Unlike eCommerce giants like eBay and Amazon, Meta’s suite of apps, including Facebook, Instagram and WhatsApp, offer a more sophisticated way for selling counterfeits as these apps support private messages and allow users to post disappearing content, which makes it harder to track down counterfeit good offenders.

In fact, according to a lawsuit Meta and Gucci jointly filed last year, the platform has struggled to shut down a Moscow-based woman since 2015, who has been accused of selling fake goods across more than 150 accounts found on Meta’s platforms.

Meta touts 3.59 billion monthly active users (MAU) across all of its apps. The company has reportedly removed 1.2 million pieces of counterfeit Facebook content, including accounts, reported to it from January 2021 to June 2021 and about half a million on Instagram.
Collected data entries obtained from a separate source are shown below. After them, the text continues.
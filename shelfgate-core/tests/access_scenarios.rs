//! End-to-end access scenarios for the library policy
//!
//! Each test starts from a raw role value as the backend would send it.

use serde_json::{json, Value};
use shelfgate_core::config::RoutesConfig;
use shelfgate_core::http::{GuardOutcome, RouteGuard};
use shelfgate_core::navigation::{NavigationFilter, NavigationMenu};
use shelfgate_core::rbac::{
    normalize, AccessDecision, AccessEvaluator, AccessPolicy, NormalizedRole, Session,
};
use std::sync::Arc;

fn evaluator() -> AccessEvaluator {
    AccessEvaluator::new(Arc::new(AccessPolicy::library().expect("library policy")))
}

fn signed_in(raw_role: Value) -> Session {
    Session::from_raw(&json!({ "username": "someone", "role": raw_role }))
}

#[test]
fn moderator_mixed_case_denied_user_admin() {
    assert_eq!(normalize(&json!("Moderator")), NormalizedRole::Moderator);
    let session = signed_in(json!("Moderator"));
    assert_eq!(evaluator().evaluate(&session, "/admin/users"), AccessDecision::DenyRedirectHome);
}

#[test]
fn moderator_allowed_reviews() {
    let session = signed_in(json!("moderator"));
    assert_eq!(evaluator().evaluate(&session, "/admin/reviews"), AccessDecision::Allow);
}

#[test]
fn moderator_denied_dashboard() {
    let session = signed_in(json!("moderator"));
    assert_eq!(evaluator().evaluate(&session, "/admin"), AccessDecision::DenyRedirectHome);
}

#[test]
fn anonymous_sent_to_login() {
    assert_eq!(
        evaluator().evaluate(&Session::Unauthenticated, "/admin/books"),
        AccessDecision::DenyRedirectLogin
    );
}

#[test]
fn numeric_role_can_browse_catalog() {
    assert_eq!(normalize(&json!(42)), NormalizedRole::Unknown);
    let session = signed_in(json!(42));
    assert_eq!(evaluator().evaluate(&session, "/books"), AccessDecision::Allow);
}

#[test]
fn moderator_menu_keeps_order() {
    let filter = NavigationFilter::new(evaluator());
    let session = signed_in(json!("moderator"));
    let entries = vec![
        "/admin".to_string(),
        "/admin/users".to_string(),
        "/admin/books".to_string(),
        "/admin/events".to_string(),
    ];
    assert_eq!(filter.retain_visible(&session, entries), vec!["/admin/books", "/admin/events"]);
}

#[test]
fn normalization_is_total_and_idempotent() {
    let inputs = [
        json!(null),
        json!(""),
        json!("ADMIN"),
        json!("Librarian"),
        json!("teacher"),
        json!("STUDENT"),
        json!("moderator"),
        json!("superuser"),
        json!(0),
        json!(-1.5),
        json!(false),
        json!([]),
        json!({}),
    ];
    for raw in inputs {
        let role = normalize(&raw);
        assert!(NormalizedRole::ALL.contains(&role));
        assert_eq!(normalize(&json!(role.to_string())), role, "input: {}", raw);
    }
}

#[test]
fn guarded_destinations_fail_closed() {
    let evaluator = evaluator();
    for (pattern, entry) in evaluator.policy().entries() {
        assert!(!entry.allowed_roles().is_empty());
        let destination = pattern.to_string().replace('*', "7");
        assert_eq!(
            evaluator.evaluate(&Session::Unauthenticated, &destination),
            AccessDecision::DenyRedirectLogin
        );
        assert_eq!(
            evaluator.evaluate_optional(None, &destination),
            AccessDecision::DenyRedirectLogin
        );
    }
}

#[test]
fn unknown_role_is_never_treated_as_logged_out() {
    let evaluator = evaluator();
    let session = signed_in(json!("superuser"));
    for (pattern, _) in evaluator.policy().entries() {
        let destination = pattern.to_string().replace('*', "7");
        assert_ne!(evaluator.evaluate(&session, &destination), AccessDecision::DenyRedirectLogin);
    }
}

#[test]
fn visible_menu_entries_always_render() {
    let evaluator = evaluator();
    let filter = NavigationFilter::new(evaluator.clone());
    let guard = RouteGuard::new(evaluator, RoutesConfig::default());

    let mut sessions = vec![Session::Unauthenticated];
    sessions.extend(NormalizedRole::ALL.into_iter().map(Session::authenticated));

    for menu in [NavigationMenu::admin_sidebar(), NavigationMenu::main_header()] {
        for session in &sessions {
            for entry in menu.visible_for(&filter, session) {
                assert_eq!(
                    guard.instruction(session, &entry.destination),
                    GuardOutcome::Render,
                    "{} in {} for {}",
                    entry.destination,
                    menu.name,
                    session.label()
                );
            }
        }
    }
}

#[test]
fn login_round_trip_returns_to_requested_page() {
    let guard = RouteGuard::new(evaluator(), RoutesConfig::default());

    let outcome = guard.instruction(&Session::Unauthenticated, "/my-borrows?status=overdue");
    let login_url = outcome.location().expect("redirect").to_string();
    assert!(login_url.starts_with("/login?redirect="));

    let (_, query) = login_url.split_once('?').expect("query");
    let back = guard.return_to(query);
    assert_eq!(back, "/my-borrows?status=overdue");

    let student = signed_in(json!("Student"));
    assert!(guard.instruction(&student, &back).is_render());
}

#[test]
fn record_without_role_is_signed_in_but_unprivileged() {
    let evaluator = evaluator();
    let session = Session::from_raw(&json!({ "username": "reader" }));
    assert_eq!(session.role(), Some(NormalizedRole::Unknown));
    assert_eq!(evaluator.evaluate(&session, "/admin/categories"), AccessDecision::DenyRedirectHome);
    assert_eq!(evaluator.evaluate(&session, "/bookmarks"), AccessDecision::Allow);
}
During the same period, the company said it also proactively removed 283 million pieces of Facebook content violating counterfeit, or copyright infringement rules and about 3 million on Instagram, either before brands reported them or before they went live.

But as Meta ramps up its commerce initiatives, the company is looking to crack down even more on counterfeiting.

“As commerce has become a strategic priority for the company and as we’ve been building new shopping experiences, we’ve recognized that we want to make sure those experiences are safe and trusted for brands and for the users,” said Mark Fiore, Meta’s director and associate general counsel for IP, last summer.